-- RECORDS FOR THIS EXERCISE follows --

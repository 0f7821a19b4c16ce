// Resource Report Domain Model

use serde::{Deserialize, Serialize};

use crate::constants::CAPACITY_UNIT_BYTES;

/// Host capacity as seen by capacity checks
#[derive(Debug, Clone, PartialEq, Eq, Serialize, Deserialize)]
pub struct ResourceReport {
    pub cpu_cores: usize,
    /// Capacity units, see [`to_capacity_units`]
    pub memory_gb: u64,
    pub disk_free_gb: u64,
    pub virtualization: bool,
}

/// Floor-divide a byte count by 1,024,000,000
pub fn to_capacity_units(bytes: u64) -> u64 {
    bytes / CAPACITY_UNIT_BYTES
}

#[cfg(test)]
mod tests {
    use super::*;

    #[test]
    fn test_floor_division_by_decimal_unit() {
        assert_eq!(to_capacity_units(0), 0);
        assert_eq!(to_capacity_units(1_023_999_999), 0);
        assert_eq!(to_capacity_units(1_024_000_000), 1);
        // 16 GiB is not 16 units
        assert_eq!(to_capacity_units(17_179_869_184), 16);
        assert_eq!(to_capacity_units(8_589_934_592), 8);
        assert_eq!(to_capacity_units(2_047_999_999), 1);
    }
}
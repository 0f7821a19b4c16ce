// Connector Port
// One capability set, one implementation per target kind (local, remote, virtualized)

use std::path::PathBuf;

use async_trait::async_trait;

use crate::domain::{ExecutionResult, ResourceReport, SetupSpec, SpawnOptions, TargetState};
use crate::error::{ConnectorError, Result};

/// Uniform execution and probe interface bound to one target environment
///
/// Method names and semantics are shared by every backend so an
/// orchestration layer can drive any target the same way.
///
/// Implementations:
/// - LocalConnector: the local machine (tether-infra-local)
#[async_trait]
pub trait Connector: Send + Sync {
    /// Handle to a process started by [`setup`](Connector::setup)
    type Process: Send;

    /// Handle to a process started by [`spawn`](Connector::spawn)
    type Spawned: Send;

    /// Current working directory, as configured (not resolved)
    fn cwd(&self) -> &str;

    fn set_cwd(&mut self, cwd: String);

    /// Address under which services on the target are reached
    async fn container_ip(&self) -> String;

    async fn name(&self) -> String;

    async fn ready(&self) -> bool;

    async fn state(&self, vm_name: &str) -> TargetState;

    /// Spawn the process described by `spec` and hand it back before readiness.
    ///
    /// Without a command, `Ok(None)`. The returned handle can be passed to
    /// [`tear_down`](Connector::tear_down) at any point, readiness or not.
    async fn start(&self, spec: &SetupSpec) -> Result<Option<Self::Process>>;

    /// Wait for the readiness token of a started process.
    ///
    /// # Errors
    /// - ConnectorError::ReadinessFailed if error output (or exit) came first
    async fn wait_ready(&self, process: &mut Self::Process) -> Result<()>;

    /// [`start`](Connector::start) followed by [`wait_ready`](Connector::wait_ready).
    ///
    /// With a readiness token, completes only once stdout contains it; error
    /// output first fails the call and tears the process down. Without a
    /// token, completes at spawn.
    async fn setup(&self, spec: &SetupSpec) -> Result<Option<Self::Process>> {
        let Some(mut process) = self.start(spec).await? else {
            return Ok(None);
        };

        if let Err(e) = self.wait_ready(&mut process).await {
            self.tear_down(Some(&mut process)).await;
            return Err(e);
        }
        Ok(Some(process))
    }

    /// Detach output observers, send Ctrl-C, then force-terminate.
    /// No-op for `None` or an already torn-down handle.
    async fn tear_down(&self, process: Option<&mut Self::Process>);

    /// Run `cmd` in a shell rooted at the working directory
    ///
    /// # Errors
    /// - ConnectorError::SpawnFailed if the shell cannot be started
    /// - ConnectorError::ProtocolViolation if no exit code can be recovered
    async fn exec(&self, cmd: &str) -> Result<ExecutionResult>;

    /// Start `cmd` detached and return at once with its handle
    async fn spawn(&self, cmd: &str, options: SpawnOptions) -> Result<Self::Spawned>;

    async fn resolve_host(&self, host: &str) -> bool;

    /// Single timed HTTP GET; true only on status 200
    async fn is_reachable(&self, address: &str) -> bool;

    async fn path_exists(&self, path: &str) -> bool;

    /// `expect == (file at path contains needle)`
    ///
    /// # Errors
    /// - ConnectorError::MissingFile if the path does not exist
    async fn contains(&self, path: &str, needle: &str, expect: bool) -> Result<bool>;

    /// Hardware virtualization support
    async fn check_virt(&self) -> Result<bool>;

    async fn cpu_cores(&self) -> Result<usize>;

    /// Total memory in capacity units (bytes / 1,024,000,000, floored)
    async fn memory(&self) -> Result<u64>;

    /// Free disk space at `location` in capacity units
    async fn disk_space(&self, location: &str) -> Result<u64>;

    fn resolve_path(&self, path: &str) -> PathBuf;

    /// All resource probes in one report
    async fn resource_report(&self, location: &str) -> Result<ResourceReport> {
        Ok(ResourceReport {
            cpu_cores: self.cpu_cores().await?,
            memory_gb: self.memory().await?,
            disk_free_gb: self.disk_space(location).await?,
            virtualization: self.check_virt().await?,
        })
    }
}

// ============================================================================
// Mock Implementations for Testing
// ============================================================================

pub mod mocks {
    use super::*;
    use std::sync::{Arc, Mutex};

    use crate::domain::resolve_path;

    /// Mock Connector that replays a fixed exec result and records commands
    pub struct MockConnector {
        cwd: String,
        result: ExecutionResult,
        report: ResourceReport,
        commands: Arc<Mutex<Vec<String>>>,
    }

    impl MockConnector {
        pub fn new(result: ExecutionResult, report: ResourceReport) -> Self {
            Self {
                cwd: ".".to_string(),
                result,
                report,
                commands: Arc::new(Mutex::new(Vec::new())),
            }
        }

        pub fn executed_commands(&self) -> Vec<String> {
            self.commands.lock().unwrap().clone()
        }
    }

    #[async_trait]
    impl Connector for MockConnector {
        type Process = String;
        type Spawned = u32;

        fn cwd(&self) -> &str {
            &self.cwd
        }

        fn set_cwd(&mut self, cwd: String) {
            self.cwd = cwd;
        }

        async fn container_ip(&self) -> String {
            "mock".to_string()
        }

        async fn name(&self) -> String {
            "mock".to_string()
        }

        async fn ready(&self) -> bool {
            true
        }

        async fn state(&self, _vm_name: &str) -> TargetState {
            TargetState::Running
        }

        /// The handle is the command text; torn down means cleared
        async fn start(&self, spec: &SetupSpec) -> Result<Option<Self::Process>> {
            Ok(spec.cmd.clone().filter(|cmd| !cmd.trim().is_empty()))
        }

        async fn wait_ready(&self, process: &mut Self::Process) -> Result<()> {
            if process.is_empty() {
                return Err(ConnectorError::ReadinessFailed(
                    "process was torn down".to_string(),
                ));
            }
            Ok(())
        }

        async fn tear_down(&self, process: Option<&mut Self::Process>) {
            if let Some(cmd) = process {
                cmd.clear();
            }
        }

        async fn exec(&self, cmd: &str) -> Result<ExecutionResult> {
            self.commands.lock().unwrap().push(cmd.to_string());
            Ok(self.result.clone())
        }

        async fn spawn(&self, cmd: &str, _options: SpawnOptions) -> Result<Self::Spawned> {
            self.commands.lock().unwrap().push(cmd.to_string());
            Ok(1)
        }

        async fn resolve_host(&self, _host: &str) -> bool {
            false
        }

        async fn is_reachable(&self, _address: &str) -> bool {
            true
        }

        async fn path_exists(&self, _path: &str) -> bool {
            true
        }

        async fn contains(&self, _path: &str, _needle: &str, expect: bool) -> Result<bool> {
            Ok(expect)
        }

        async fn check_virt(&self) -> Result<bool> {
            Ok(self.report.virtualization)
        }

        async fn cpu_cores(&self) -> Result<usize> {
            Ok(self.report.cpu_cores)
        }

        async fn memory(&self) -> Result<u64> {
            Ok(self.report.memory_gb)
        }

        async fn disk_space(&self, _location: &str) -> Result<u64> {
            Ok(self.report.disk_free_gb)
        }

        fn resolve_path(&self, path: &str) -> PathBuf {
            resolve_path(path, &self.cwd)
        }
    }
}
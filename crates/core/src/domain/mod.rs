// Domain Layer - Connector data model and pure protocol logic

pub mod address;
pub mod execution;
pub mod path;
pub mod process;
pub mod readiness;
pub mod resources;
pub mod status_line;

// Re-exports
pub use address::normalize_address;
pub use execution::ExecutionResult;
pub use path::{normalize, resolve_path, working_dir};
pub use process::{SetupSpec, SpawnOptions, TargetState};
pub use readiness::ReadinessMatcher;
pub use resources::{to_capacity_units, ResourceReport};
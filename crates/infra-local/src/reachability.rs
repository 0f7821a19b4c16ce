// Network reachability probe
// reason: reqwest for the single timed GET

use std::time::Duration;

use reqwest::{Client, StatusCode};
use tracing::debug;

use tether_core::domain::normalize_address;

/// One GET against `address`; true only on HTTP 200.
///
/// Network errors, timeouts and other statuses all report false.
pub async fn is_reachable(client: &Client, address: &str, timeout: Duration) -> bool {
    let url = normalize_address(address);

    match client.get(&url).timeout(timeout).send().await {
        Ok(response) => {
            let status = response.status();
            debug!(url = %url, status = %status, "Reachability probe answered");
            status == StatusCode::OK
        }
        Err(e) => {
            debug!(url = %url, error = %e, "Reachability probe failed");
            false
        }
    }
}

#[cfg(test)]
mod tests {
    use super::*;
    use tokio::io::{AsyncReadExt, AsyncWriteExt};
    use tokio::net::TcpListener;

    /// Serve `status` to every connection after `delay`; returns host:port
    async fn serve(status: &'static str, delay: Duration) -> String {
        let listener = TcpListener::bind("127.0.0.1:0").await.unwrap();
        let addr = listener.local_addr().unwrap();

        tokio::spawn(async move {
            loop {
                let Ok((mut socket, _)) = listener.accept().await else {
                    return;
                };
                tokio::spawn(async move {
                    let mut buf = [0u8; 1024];
                    let _ = socket.read(&mut buf).await;
                    tokio::time::sleep(delay).await;
                    let response = format!(
                        "HTTP/1.1 {}\r\ncontent-length: 2\r\nconnection: close\r\n\r\nok",
                        status
                    );
                    let _ = socket.write_all(response.as_bytes()).await;
                });
            }
        });

        addr.to_string()
    }

    const TIMEOUT: Duration = Duration::from_millis(1000);

    fn client() -> Client {
        Client::builder().no_proxy().build().unwrap()
    }

    #[tokio::test]
    async fn test_ok_is_reachable() {
        let host = serve("200 OK", Duration::ZERO).await;
        assert!(is_reachable(&client(), &host, TIMEOUT).await);
        assert!(is_reachable(&client(), &format!("http://{}/health", host), TIMEOUT).await);
    }

    #[tokio::test]
    async fn test_not_found_is_unreachable() {
        let host = serve("404 Not Found", Duration::ZERO).await;
        assert!(!is_reachable(&client(), &host, TIMEOUT).await);
    }

    #[tokio::test]
    async fn test_non_200_success_is_unreachable() {
        let host = serve("201 Created", Duration::ZERO).await;
        assert!(!is_reachable(&client(), &host, TIMEOUT).await);
    }

    #[tokio::test]
    async fn test_slow_server_is_unreachable() {
        let host = serve("200 OK", Duration::from_millis(1500)).await;
        assert!(!is_reachable(&client(), &host, TIMEOUT).await);
    }

    #[tokio::test]
    async fn test_refused_connection_is_unreachable() {
        let listener = TcpListener::bind("127.0.0.1:0").await.unwrap();
        let addr = listener.local_addr().unwrap();
        drop(listener);

        assert!(!is_reachable(&client(), &addr.to_string(), TIMEOUT).await);
    }
}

-- RECORDS FOR THIS EXERCISE concluded --

| WORK TO COMPLETE |
Output the listing above word for word, from the opening line through the line that contains "use async_trait::async_trait;", and leave out everything after it.

| EXERCISE RESULT |
repository 0f7821a19b4c16ce
// Resource Report Domain Model

use serde::{Deserialize, Serialize};

use crate::constants::CAPACITY_UNIT_BYTES;

/// Host capacity as seen by capacity checks
#[derive(Debug, Clone, PartialEq, Eq, Serialize, Deserialize)]
pub struct ResourceReport {
    pub cpu_cores: usize,
    /// Capacity units, see [`to_capacity_units`]
    pub memory_gb: u64,
    pub disk_free_gb: u64,
    pub virtualization: bool,
}

/// Floor-divide a byte count by 1,024,000,000
pub fn to_capacity_units(bytes: u64) -> u64 {
    bytes / CAPACITY_UNIT_BYTES
}

#[cfg(test)]
mod tests {
    use super::*;

    #[test]
    fn test_floor_division_by_decimal_unit() {
        assert_eq!(to_capacity_units(0), 0);
        assert_eq!(to_capacity_units(1_023_999_999), 0);
        assert_eq!(to_capacity_units(1_024_000_000), 1);
        // 16 GiB is not 16 units
        assert_eq!(to_capacity_units(17_179_869_184), 16);
        assert_eq!(to_capacity_units(8_589_934_592), 8);
        assert_eq!(to_capacity_units(2_047_999_999), 1);
    }
}
repository 0f7821a19b4c16ce
// Connector Port
// One capability set, one implementation per target kind (local, remote, virtualized)

use std::path::PathBuf;

use async_trait::async_trait;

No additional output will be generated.